-- Material provided follows --

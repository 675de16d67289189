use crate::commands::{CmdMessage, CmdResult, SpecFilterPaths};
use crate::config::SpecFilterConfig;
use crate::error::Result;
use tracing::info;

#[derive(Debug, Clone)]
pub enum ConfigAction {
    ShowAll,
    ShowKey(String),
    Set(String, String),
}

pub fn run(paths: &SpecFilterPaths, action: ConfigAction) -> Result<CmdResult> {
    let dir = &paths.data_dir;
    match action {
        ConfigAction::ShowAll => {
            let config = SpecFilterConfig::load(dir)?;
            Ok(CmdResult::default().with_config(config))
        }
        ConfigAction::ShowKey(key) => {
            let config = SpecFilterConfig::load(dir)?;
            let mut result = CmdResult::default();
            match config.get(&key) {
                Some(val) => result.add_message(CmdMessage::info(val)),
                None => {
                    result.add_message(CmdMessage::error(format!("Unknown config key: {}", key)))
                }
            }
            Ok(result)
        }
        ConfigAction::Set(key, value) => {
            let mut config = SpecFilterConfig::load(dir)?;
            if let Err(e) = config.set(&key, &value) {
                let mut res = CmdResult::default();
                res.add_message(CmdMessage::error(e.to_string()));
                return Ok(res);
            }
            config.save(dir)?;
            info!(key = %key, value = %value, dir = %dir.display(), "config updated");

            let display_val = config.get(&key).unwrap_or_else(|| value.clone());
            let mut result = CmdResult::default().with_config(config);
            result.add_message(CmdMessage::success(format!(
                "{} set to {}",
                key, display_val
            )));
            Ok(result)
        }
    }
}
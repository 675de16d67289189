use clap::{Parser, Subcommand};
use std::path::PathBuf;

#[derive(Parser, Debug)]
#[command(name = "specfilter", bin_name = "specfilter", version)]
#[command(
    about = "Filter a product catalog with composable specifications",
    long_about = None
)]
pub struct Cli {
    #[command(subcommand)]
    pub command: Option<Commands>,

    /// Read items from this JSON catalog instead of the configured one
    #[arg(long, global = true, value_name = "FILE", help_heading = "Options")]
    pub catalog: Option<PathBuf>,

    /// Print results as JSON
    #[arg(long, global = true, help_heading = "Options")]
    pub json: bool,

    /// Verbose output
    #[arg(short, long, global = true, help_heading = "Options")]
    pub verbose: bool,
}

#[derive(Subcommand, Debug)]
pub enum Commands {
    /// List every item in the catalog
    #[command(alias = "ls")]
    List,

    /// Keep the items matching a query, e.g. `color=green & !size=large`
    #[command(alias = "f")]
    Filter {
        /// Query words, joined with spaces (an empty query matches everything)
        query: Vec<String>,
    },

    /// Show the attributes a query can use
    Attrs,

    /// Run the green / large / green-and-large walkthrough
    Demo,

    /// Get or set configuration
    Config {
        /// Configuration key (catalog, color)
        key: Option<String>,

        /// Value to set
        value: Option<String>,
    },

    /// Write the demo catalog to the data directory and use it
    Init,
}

-- Material provided concluded --

[Try it] Where the string "ConfigAction" turns up in a line of the data above, copy that whole line.

[Answer box]
pub enum ConfigAction {
pub fn run(paths: &SpecFilterPaths, action: ConfigAction) -> Result<CmdResult> {
        ConfigAction::ShowAll => {
        ConfigAction::ShowKey(key) => {
        ConfigAction::Set(key, value) => {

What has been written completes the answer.